By Carol Burke, NurseZone Editorial Director

When war was declared Dec. 7, 1941, Lee Marie Mowat, RN, was already working as a nurse with the American Red Cross. Within two months she would be voluntarily inducted in the Army Nurse Corps, joining hundreds of other nurses who were sent overseas. "It was only supposed to be one year," she explained. But the war carried on and it was more than three years later before Mowat and the other nurses would return to the States.

Mowat, (her last name at the time was Mazzola), said that it has been several years since she recalled her days as an OR and post-op nurse, healing the war wounded and sick during her three-plus year stint with the Army’s 28th Surgical Unit in Australia, New Guinea and the Philippines.

When she was called up for overseas duty, Mowat, a 22-year-old 1st lieutenant, had to leave more than her homeland, she also had to leave her boyfriend, Bill, and her parents—who weren’t too keen on her Army nurse career.

Bill was also in the Army. He was an Ordnance Corps Officer stationed in Long Island. When Mowat was sent overseas, she was unaware that it would be three years before she would see Bill again.

However, it was February 1942 and she was needed in the South Pacific.

The trip from New York through the Panama Canal to Australia took more than 40 days to complete before she and several other nurses reached Melbourne for their initial job at Melbourne Hospital.

"It was during the battle of Coral Sea," she said. "I had a tendency to be seasick. The zig-zagging was miserable and here I still had to take care of sick troops."

Fortunately, upon arrival in Australia she received a respite, staying in a hotel awaiting her duty assignment.

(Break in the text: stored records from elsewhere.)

use std::fmt;
use std::rc::Rc;

use crate::binding::Directive;

/// The abstract value a binding holds.
#[derive(Clone, Default)]
pub enum Value {
    #[default]
    None,
    Bool(bool),
    Int(i64),
    Float(f64),
    Str(Rc<str>),
    List(Rc<[Value]>),
    Record(Rc<[(Rc<str>, Value)]>),
    Directive(Rc<dyn Directive>),
}

impl Value {
    pub fn str(s: impl Into<Rc<str>>) -> Self {
        Value::Str(s.into())
    }

    pub fn list(items: impl IntoIterator<Item = Value>) -> Self {
        Value::List(items.into_iter().collect())
    }

    pub fn record<N: Into<Rc<str>>>(fields: impl IntoIterator<Item = (N, Value)>) -> Self {
        Value::Record(fields.into_iter().map(|(n, v)| (n.into(), v)).collect())
    }

    pub fn directive(directive: impl Directive) -> Self {
        Value::Directive(Rc::new(directive))
    }

    pub fn is_none(&self) -> bool {
        matches!(self, Value::None)
    }

    pub fn as_directive(&self) -> Option<&Rc<dyn Directive>> {
        match self {
            Value::Directive(d) => Some(d),
            _ => None,
        }
    }

    pub fn as_int(&self) -> Option<i64> {
        match self {
            Value::Int(i) => Some(*i),
            _ => None,
        }
    }

    pub fn as_str(&self) -> Option<&str> {
        match self {
            Value::Str(s) => Some(s),
            _ => None,
        }
    }

    /// Field lookup on a record.
    pub fn get(&self, name: &str) -> Option<&Value> {
        match self {
            Value::Record(fields) => fields.iter().find(|(n, _)| &**n == name).map(|(_, v)| v),
            _ => None,
        }
    }

    /// Text form of a primitive. `None` renders as the empty string;
    /// composites and directives have no text form.
    pub fn to_text(&self) -> Option<String> {
        match self {
            Value::None => Some(String::new()),
            Value::Bool(b) => Some(b.to_string()),
            Value::Int(i) => Some(i.to_string()),
            Value::Float(f) => Some(f.to_string()),
            Value::Str(s) => Some(s.to_string()),
            Value::List(_) | Value::Record(_) | Value::Directive(_) => None,
        }
    }

    /// Identity comparison: primitives by value, shared values by pointer.
    pub fn same(&self, other: &Value) -> bool {
        match (self, other) {
            (Value::None, Value::None) => true,
            (Value::Bool(a), Value::Bool(b)) => a == b,
            (Value::Int(a), Value::Int(b)) => a == b,
            (Value::Float(a), Value::Float(b)) => a.to_bits() == b.to_bits(),
            (Value::Str(a), Value::Str(b)) => a == b,
            (Value::List(a), Value::List(b)) => Rc::ptr_eq(a, b),
            (Value::Record(a), Value::Record(b)) => Rc::ptr_eq(a, b),
            (Value::Directive(a), Value::Directive(b)) => Rc::ptr_eq(a, b),
            _ => false,
        }
    }

    /// One level deep: lists and records compare their members with
    /// [`Value::same`].
    pub fn shallow_eq(&self, other: &Value) -> bool {
        match (self, other) {
            (Value::List(a), Value::List(b)) => {
                a.len() == b.len() && a.iter().zip(b.iter()).all(|(x, y)| x.same(y))
            }
            (Value::Record(a), Value::Record(b)) => {
                a.len() == b.len()
                    && a.iter()
                        .zip(b.iter())
                        .all(|((na, va), (nb, vb))| na == nb && va.same(vb))
            }
            _ => self.same(other),
        }
    }
}

impl fmt::Debug for Value {
    fn fmt(&self, f: &mut fmt::Formatter<'_>) -> fmt::Result {
        match self {
            Value::None => write!(f, "None"),
            Value::Bool(b) => write!(f, "{b:?}"),
            Value::Int(i) => write!(f, "{i:?}"),
            Value::Float(x) => write!(f, "{x:?}"),
            Value::Str(s) => write!(f, "{s:?}"),
            Value::List(items) => f.debug_list().entries(items.iter()).finish(),
            Value::Record(fields) => f
                .debug_map()
                .entries(fields.iter().map(|(n, v)| (n, v)))
                .finish(),
            Value::Directive(d) => write!(f, "<{}>", d.name()),
        }
    }
}

impl From<&str> for Value {
    fn from(s: &str) -> Self {
        Value::Str(Rc::from(s))
    }
}

impl From<String> for Value {
    fn from(s: String) -> Self {
        Value::Str(Rc::from(s))
    }
}

impl From<Rc<str>> for Value {
    fn from(s: Rc<str>) -> Self {
        Value::Str(s)
    }
}

impl From<bool> for Value {
    fn from(b: bool) -> Self {
        Value::Bool(b)
    }
}

impl From<i64> for Value {
    fn from(i: i64) -> Self {
        Value::Int(i)
    }
}

impl From<i32> for Value {
    fn from(i: i32) -> Self {
        Value::Int(i as i64)
    }
}

impl From<f64> for Value {
    fn from(x: f64) -> Self {
        Value::Float(x)
    }
}

impl From<Rc<dyn Directive>> for Value {
    fn from(d: Rc<dyn Directive>) -> Self {
        Value::Directive(d)
    }
}

impl<T: Into<Value>> From<Option<T>> for Value {
    fn from(v: Option<T>) -> Self {
        v.map(Into::into).unwrap_or(Value::None)
    }
}

/// Stable identity of a list item across renders.
#[derive(Clone, Debug, PartialEq, Eq, Hash)]
pub enum Key {
    Index(usize),
    Int(i64),
    Str(Rc<str>),
}

impl From<&str> for Key {
    fn from(s: &str) -> Self {
        Key::Str(Rc::from(s))
    }
}

impl From<String> for Key {
    fn from(s: String) -> Self {
        Key::Str(Rc::from(s))
    }
}

impl From<i64> for Key {
    fn from(i: i64) -> Self {
        Key::Int(i)
    }
}

#[cfg(test)]
mod tests {
    use super::*;

    #[test]
    fn shallow_eq_compares_one_level() {
        let shared = Value::list([Value::from(1)]);
        let a = Value::record([("label", Value::from("a")), ("items", shared.clone())]);
        let b = Value::record([("label", Value::from("a")), ("items", shared)]);
        assert!(!a.same(&b));
        assert!(a.shallow_eq(&b));

        // nested composites compare by pointer, so a fresh inner list differs
        let c = Value::record([
            ("label", Value::from("a")),
            ("items", Value::list([Value::from(1)])),
        ]);
        assert!(!a.shallow_eq(&c));
    }

    #[test]
    fn record_field_order_matters() {
        let a = Value::record([("x", Value::from(1)), ("y", Value::from(2))]);
        let b = Value::record([("y", Value::from(2)), ("x", Value::from(1))]);
        assert!(!a.shallow_eq(&b));
        assert_eq!(a.get("y").and_then(Value::as_int), Some(2));
    }

    #[test]
    fn text_forms() {
        assert_eq!(Value::from(3).to_text().as_deref(), Some("3"));
        assert_eq!(Value::None.to_text().as_deref(), Some(""));
        assert_eq!(Value::list([]).to_text(), None);
    }
}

The first-class accommodations were short-lived, however, as Mowat and the 30 other nurses joined a traveling surgical unit soon after, working long hours and sleeping in makeshift tents. The unit was what she termed a ‘roving’ surgical unit, similar to the one in the hit Korean War movie, M*A*S*H. Often they would have to move within a day and set up quickly to treat the injured and infirmed.

"I wouldn’t say it was difficult," she said. "It was just what you did."

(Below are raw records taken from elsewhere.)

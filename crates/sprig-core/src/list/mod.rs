//! # Lists
//!
//! [`List`] renders a sequence of items into one child-node part. With a key
//! selector, items are matched across renders by key: a reordered item is
//! moved along with everything it rendered instead of being rebuilt. Without
//! one, items are matched by position.
//!
//! Each item occupies a range delimited by two comment markers. The item's
//! own binding renders in front of the end marker, so moving or removing the
//! item is a single range operation on the host tree.

mod reconcile;

use std::collections::HashSet;
use std::fmt;
use std::rc::Rc;

pub use reconcile::{Interrupted, ListOps, reconcile, reconcile_positional};

use crate::binding::{Binding, Directive, downcast_rc, downcast_ref, resolve_binding};
use crate::effect::{CommitPhase, Effect};
use crate::error::{Error, Result};
use crate::part::Part;
use crate::tree::{HostTree, NodeId};
use crate::updater::Updater;
use crate::value::{Key, Value};

pub type KeyFn = Rc<dyn Fn(&Value, usize) -> Key>;
pub type ValueFn = Rc<dyn Fn(&Value, usize) -> Value>;

#[derive(Clone)]
pub struct List {
    items: Rc<[Value]>,
    key_of: Option<KeyFn>,
    value_of: Option<ValueFn>,
}

/// Unkeyed list over `items`.
pub fn list(items: impl IntoIterator<Item = Value>) -> List {
    List::new(items.into_iter().collect())
}

impl List {
    pub fn new(items: Rc<[Value]>) -> Self {
        Self {
            items,
            key_of: None,
            value_of: None,
        }
    }

    pub fn keyed(mut self, key_of: impl Fn(&Value, usize) -> Key + 'static) -> Self {
        self.key_of = Some(Rc::new(key_of));
        self
    }

    /// Maps each item to the value that gets rendered for it.
    pub fn map(mut self, value_of: impl Fn(&Value, usize) -> Value + 'static) -> Self {
        self.value_of = Some(Rc::new(value_of));
        self
    }

    pub fn items(&self) -> &[Value] {
        &self.items
    }

    pub fn is_keyed(&self) -> bool {
        self.key_of.is_some()
    }

    fn keys(&self) -> Result<Vec<Key>> {
        let Some(key_of) = &self.key_of else {
            return Ok((0..self.items.len()).map(Key::Index).collect());
        };
        let keys: Vec<Key> = self
            .items
            .iter()
            .enumerate()
            .map(|(i, item)| key_of(item, i))
            .collect();
        let mut seen = HashSet::with_capacity(keys.len());
        for key in &keys {
            if !seen.insert(key) {
                return Err(Error::DuplicateKey(key.clone()));
            }
        }
        Ok(keys)
    }

    fn values(&self) -> Vec<Value> {
        match &self.value_of {
            Some(value_of) => self
                .items
                .iter()
                .enumerate()
                .map(|(i, item)| value_of(item, i))
                .collect(),
            None => self.items.to_vec(),
        }
    }
}

impl fmt::Debug for List {
    fn fmt(&self, f: &mut fmt::Formatter<'_>) -> fmt::Result {
        f.debug_struct("List")
            .field("items", &self.items)
            .field("keyed", &self.is_keyed())
            .finish()
    }
}

impl From<List> for Value {
    fn from(list: List) -> Self {
        Value::directive(list)
    }
}

impl Directive for List {
    fn name(&self) -> &'static str {
        "list"
    }

    fn is_same_kind(&self, other: &dyn Directive) -> bool {
        downcast_ref::<List>(other).is_some()
    }

    fn resolve_binding(self: Rc<Self>, part: Part, updater: &Updater) -> Result<Box<dyn Binding>> {
        let _ = updater;
        Ok(Box::new(ListBinding::new(self, part)?))
    }
}

struct ListItem {
    start: NodeId,
    end: NodeId,
    binding: Box<dyn Binding>,
}

pub struct ListBinding {
    part: Part,
    anchor: NodeId,
    value: Value,
    directive: Rc<List>,
    keys: Vec<Key>,
    items: Vec<ListItem>,
    attached: bool,
    /// Item markers were taken out of the host tree by `unbind`.
    detached: bool,
    /// Keys were produced by a selector on the last render.
    keyed: bool,
    /// The last render failed, so `items` no longer reflect `directive`.
    stale: bool,
}

impl ListBinding {
    pub fn new(directive: Rc<List>, part: Part) -> Result<Self> {
        let Part::ChildNode { anchor } = part else {
            return Err(Error::PartMismatch {
                directive: "list",
                part: part.kind(),
            });
        };
        Ok(Self {
            part,
            anchor,
            value: Value::Directive(directive.clone()),
            directive,
            keys: Vec::new(),
            items: Vec::new(),
            attached: false,
            detached: false,
            keyed: false,
            stale: false,
        })
    }

    pub fn len(&self) -> usize {
        self.items.len()
    }

    pub fn is_empty(&self) -> bool {
        self.items.is_empty()
    }

    pub fn keys(&self) -> &[Key] {
        &self.keys
    }

    fn reconcile(&mut self, directive: &List, updater: &Updater) -> Result<()> {
        let keys = directive.keys()?;
        let values = directive.values();
        if self.detached {
            self.detached = false;
            for item in &self.items {
                updater.enqueue_mutation_effect(Box::new(ItemCommit::Insert {
                    start: item.start,
                    end: item.end,
                    reference: self.anchor,
                }));
            }
        }
        let old_items = std::mem::take(&mut self.items);
        let old_keys = std::mem::take(&mut self.keys);
        let mut ops = ItemOps {
            updater,
            anchor: self.anchor,
        };
        let (before, after) = (old_items.len(), keys.len());
        let walked = if directive.is_keyed() && self.keyed {
            reconcile(&old_keys, old_items, &keys, values, &mut ops)
        } else if directive.is_keyed() {
            // Index keys from an unkeyed render cannot be matched against
            // selector keys; start over.
            for item in old_items {
                ops.discard(item);
            }
            reconcile(&[], Vec::new(), &keys, values, &mut ops)
        } else {
            reconcile_positional(old_items, values, &mut ops)
        };
        self.items = match walked {
            Ok(items) => items,
            Err(Interrupted { error, items }) => {
                // Drop every item; the next render builds the list afresh.
                log::debug!("list render failed, discarding {} item(s): {error}", items.len());
                for item in items {
                    ops.discard(item);
                }
                self.keyed = false;
                self.stale = true;
                return Err(error);
            }
        };
        log::trace!(
            "list reconciled: {before} -> {after} item(s), keyed: {}",
            directive.is_keyed()
        );
        self.keys = keys;
        self.keyed = directive.is_keyed();
        self.stale = false;
        Ok(())
    }
}

impl Binding for ListBinding {
    fn part(&self) -> &Part {
        &self.part
    }

    fn value(&self) -> &Value {
        &self.value
    }

    fn start_node(&self) -> NodeId {
        self.items.first().map_or(self.anchor, |item| item.start)
    }

    fn end_node(&self) -> NodeId {
        self.anchor
    }

    fn connect(&mut self, updater: &Updater) -> Result<()> {
        if self.attached {
            return Ok(());
        }
        self.attached = true;
        let directive = self.directive.clone();
        self.reconcile(&directive, updater)
    }

    fn bind(&mut self, value: Value, updater: &Updater) -> Result<()> {
        let directive = value
            .as_directive()
            .and_then(downcast_rc::<List>)
            .ok_or(Error::ValueShape {
                binding: "list",
                expected: "a list",
            })?;
        if self.attached && !self.stale && Rc::ptr_eq(&directive, &self.directive) {
            return Ok(());
        }
        self.attached = true;
        self.reconcile(&directive, updater)?;
        self.directive = directive;
        self.value = value;
        Ok(())
    }

    fn unbind(&mut self, updater: &Updater) {
        if !self.attached {
            return;
        }
        self.attached = false;
        self.detached = true;
        // Item content goes first, so only the markers are left in each range.
        for item in &mut self.items {
            item.binding.unbind(updater);
            updater.enqueue_mutation_effect(Box::new(ItemCommit::Remove {
                start: item.start,
                end: item.end,
            }));
        }
    }

    fn disconnect(&mut self) {
        self.attached = false;
        for item in &mut self.items {
            item.binding.disconnect();
        }
    }
}

struct ItemOps<'a> {
    updater: &'a Updater,
    anchor: NodeId,
}

impl ListOps<ListItem, Value> for ItemOps<'_> {
    fn update(&mut self, item: &mut ListItem, value: Value) -> Result<()> {
        item.binding.bind(value, self.updater)
    }

    fn insert(&mut self, value: Value, before: Option<&ListItem>) -> Result<ListItem> {
        let (start, end) = self
            .updater
            .with_host(|host| (host.create_comment(""), host.create_comment("")));
        let mut binding = match resolve_binding(value, Part::ChildNode { anchor: end }, self.updater) {
            Ok(binding) => binding,
            Err(error) => {
                // Nothing was queued for the markers yet; free them here.
                self.updater.with_host(|host| {
                    let _ = host.destroy(start);
                    let _ = host.destroy(end);
                });
                return Err(error);
            }
        };
        let reference = before.map_or(self.anchor, |item| item.start);
        // Markers go in first so the item's own effects find its end marker
        // attached.
        self.updater
            .enqueue_mutation_effect(Box::new(ItemCommit::Insert {
                start,
                end,
                reference,
            }));
        if let Err(error) = binding.connect(self.updater) {
            self.discard(ListItem {
                start,
                end,
                binding,
            });
            return Err(error);
        }
        Ok(ListItem {
            start,
            end,
            binding,
        })
    }

    fn relocate(&mut self, item: &ListItem, before: Option<&ListItem>) -> Result<()> {
        let reference = before.map_or(self.anchor, |item| item.start);
        self.updater.enqueue_mutation_effect(Box::new(ItemCommit::Move {
            start: item.start,
            end: item.end,
            reference,
        }));
        Ok(())
    }

    fn remove(&mut self, item: ListItem) -> Result<()> {
        self.discard(item);
        Ok(())
    }
}

impl ItemOps<'_> {
    /// Disconnects the item for good and frees its range on commit.
    fn discard(&mut self, mut item: ListItem) {
        item.binding.disconnect();
        self.updater.enqueue_mutation_effect(Box::new(ItemCommit::Destroy {
            start: item.start,
            end: item.end,
        }));
    }
}

enum ItemCommit {
    Insert {
        start: NodeId,
        end: NodeId,
        reference: NodeId,
    },
    Move {
        start: NodeId,
        end: NodeId,
        reference: NodeId,
    },
    /// Unlinks the range; the item may be inserted again.
    Remove {
        start: NodeId,
        end: NodeId,
    },
    Destroy {
        start: NodeId,
        end: NodeId,
    },
}

impl Effect for ItemCommit {
    fn commit(self: Box<Self>, _phase: CommitPhase, host: &mut HostTree) -> Result<()> {
        match *self {
            ItemCommit::Insert {
                start,
                end,
                reference,
            } => {
                host.insert_before(start, reference)?;
                host.insert_before(end, reference)?;
            }
            ItemCommit::Move {
                start,
                end,
                reference,
            } => host.move_range_before(start, end, reference)?,
            ItemCommit::Remove { start, end } => host.remove_range(start, end)?,
            ItemCommit::Destroy { start, end } => host.destroy_range(start, end)?,
        }
        Ok(())
    }
}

Mowat said that during wartime the nurses received no induction or training period, carried their own duffle bags and they also took on a lot of the medical responsibilities, often because there simply weren’t enough doctors.

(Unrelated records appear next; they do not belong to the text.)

use std::cell::RefCell;
use std::fmt;
use std::rc::{Rc, Weak};

use crate::binding::{Binding, ChildBinding, Directive, downcast_rc, downcast_ref};
use crate::block::{BlockFlags, BlockId, Renderable};
use crate::error::{Error, Result};
use crate::hooks::RenderContext;
use crate::part::Part;
use crate::tree::NodeId;
use crate::updater::{Runtime, Updater};
use crate::value::Value;

pub type RenderFn = Rc<dyn Fn(&Value, &mut RenderContext<'_>) -> Result<Value>>;

/// A render function. Its output is bound to the component's part like any
/// other child value.
#[derive(Clone)]
pub struct ComponentFn {
    name: &'static str,
    render: RenderFn,
}

impl ComponentFn {
    pub fn new(
        name: &'static str,
        render: impl Fn(&Value, &mut RenderContext<'_>) -> Result<Value> + 'static,
    ) -> Self {
        Self {
            name,
            render: Rc::new(render),
        }
    }

    pub fn name(&self) -> &'static str {
        self.name
    }

    /// A directive rendering this function with `props`.
    pub fn with(&self, props: impl Into<Value>) -> Value {
        Value::directive(Component {
            function: self.clone(),
            props: props.into(),
        })
    }
}

impl fmt::Debug for ComponentFn {
    fn fmt(&self, f: &mut fmt::Formatter<'_>) -> fmt::Result {
        f.debug_struct("ComponentFn").field("name", &self.name).finish()
    }
}

#[derive(Clone, Debug)]
pub struct Component {
    function: ComponentFn,
    props: Value,
}

impl Component {
    pub fn props(&self) -> &Value {
        &self.props
    }
}

impl Directive for Component {
    fn name(&self) -> &'static str {
        self.function.name
    }

    fn is_same_kind(&self, other: &dyn Directive) -> bool {
        downcast_ref::<Component>(other)
            .is_some_and(|other| Rc::ptr_eq(&self.function.render, &other.function.render))
    }

    fn resolve_binding(self: Rc<Self>, part: Part, updater: &Updater) -> Result<Box<dyn Binding>> {
        Ok(Box::new(ComponentBinding::new(self, part, updater)?))
    }
}

/// Owns one block. The block is created on first connect, kept while the
/// binding is merely unbound, and removed on disconnect.
pub struct ComponentBinding {
    part: Part,
    anchor: NodeId,
    value: Value,
    component: Rc<Component>,
    props: Rc<RefCell<Value>>,
    block: Option<BlockId>,
    attached: bool,
    runtime: Weak<Runtime>,
}

impl ComponentBinding {
    pub fn new(component: Rc<Component>, part: Part, updater: &Updater) -> Result<Self> {
        let Part::ChildNode { anchor } = part else {
            return Err(Error::PartMismatch {
                directive: component.function.name,
                part: part.kind(),
            });
        };
        Ok(Self {
            part,
            anchor,
            value: Value::Directive(component.clone()),
            props: Rc::new(RefCell::new(component.props.clone())),
            component,
            block: None,
            attached: false,
            runtime: Rc::downgrade(updater.runtime()),
        })
    }

    pub fn block(&self) -> Option<BlockId> {
        self.block
    }

    fn mount(&mut self, updater: &Updater) {
        if let Some(id) = self.block {
            updater.blocks_mut().remove_flags(id, BlockFlags::UNMOUNTING);
            updater.request_block_update(id, updater.current_priority());
            return;
        }
        let unit = ComponentBlock {
            render: self.component.function.render.clone(),
            props: self.props.clone(),
            part: self.part.clone(),
            output: None,
        };
        let parent = updater.current_block();
        let priority = updater.current_priority();
        let id = updater.blocks_mut().insert(parent, priority, Box::new(unit));
        log::debug!(
            "mounted component `{}` as {id:?} at {priority}",
            self.component.function.name
        );
        updater.enqueue_block(id);
        self.block = Some(id);
    }
}

impl Binding for ComponentBinding {
    fn part(&self) -> &Part {
        &self.part
    }

    fn value(&self) -> &Value {
        &self.value
    }

    fn start_node(&self) -> NodeId {
        self.anchor
    }

    fn end_node(&self) -> NodeId {
        self.anchor
    }

    fn connect(&mut self, updater: &Updater) -> Result<()> {
        if !self.attached {
            self.attached = true;
            self.mount(updater);
        }
        Ok(())
    }

    fn bind(&mut self, value: Value, updater: &Updater) -> Result<()> {
        let component = value
            .as_directive()
            .and_then(downcast_rc::<Component>)
            .filter(|next| self.component.is_same_kind(next.as_ref()))
            .ok_or(Error::ValueShape {
                binding: "component",
                expected: "the same component",
            })?;
        let changed = !component.props.shallow_eq(&self.props.borrow());
        if changed {
            *self.props.borrow_mut() = component.props.clone();
        }
        self.component = component;
        self.value = value;

        if !self.attached {
            self.attached = true;
            self.mount(updater);
            return Ok(());
        }
        let Some(id) = self.block else {
            return Ok(());
        };
        if changed {
            updater.request_block_update(id, updater.current_priority());
        } else if updater.blocks().flags(id).contains(BlockFlags::UPDATING) {
            // Skipped earlier because this render was pending; it will not
            // be picked up again otherwise.
            updater.enqueue_block(id);
        }
        Ok(())
    }

    fn unbind(&mut self, updater: &Updater) {
        if !self.attached {
            return;
        }
        self.attached = false;
        let Some(id) = self.block else {
            return;
        };
        updater.blocks_mut().insert_flags(id, BlockFlags::UNMOUNTING);
        let unit = updater.blocks_mut().take_unit(id);
        if let Some(mut unit) = unit {
            unit.unmount(updater);
            let orphan = updater.blocks_mut().restore_unit(id, unit);
            if let Some(mut orphan) = orphan {
                orphan.disconnect();
            }
        }
    }

    fn disconnect(&mut self) {
        self.attached = false;
        let Some(id) = self.block.take() else {
            return;
        };
        let Some(runtime) = self.runtime.upgrade() else {
            return;
        };
        let removed = runtime.blocks.borrow_mut().remove(id);
        if let Some((unit, hooks)) = removed {
            log::debug!("unmounted component `{}` ({id:?})", self.component.function.name);
            if let Some(mut unit) = unit {
                unit.disconnect();
            }
            if let Some(hooks) = hooks {
                hooks.dispose();
            }
        }
    }
}

struct ComponentBlock {
    render: RenderFn,
    props: Rc<RefCell<Value>>,
    part: Part,
    output: Option<ChildBinding>,
}

impl Renderable for ComponentBlock {
    fn update(&mut self, ctx: &mut RenderContext<'_>) -> Result<()> {
        let props = self.props.borrow().clone();
        let value = (self.render)(&props, ctx)?;
        let updater = ctx.updater();
        match &mut self.output {
            Some(output) => output.bind(value, updater),
            None => {
                let mut output = ChildBinding::new(value, self.part.clone(), updater)?;
                output.connect(updater)?;
                self.output = Some(output);
                Ok(())
            }
        }
    }

    fn unmount(&mut self, updater: &Updater) {
        if let Some(output) = &mut self.output {
            output.unbind(updater);
        }
    }

    fn disconnect(&mut self) {
        if let Some(mut output) = self.output.take() {
            output.disconnect();
        }
    }
}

The nurses tended to Marines fighting in Guadalcanal, soldiers on islands surrounding Australia, and areas on and around New Guinea. She said the most common illness among the soldiers and other wartime personnel was malaria. Mowat recalled dispensing quinine, dibriding wounds and mixing penicillin, which had just recently been developed. In fact, she said that her unit was one of the first military medical untis to use penicillin. It came in a powdered form and although conditions seemed less than ideal, the nurses were careful to mix the medicine with sterile equipment.

"Everything was sterile," she explained. "We did it the way we were taught, the old fashioned way."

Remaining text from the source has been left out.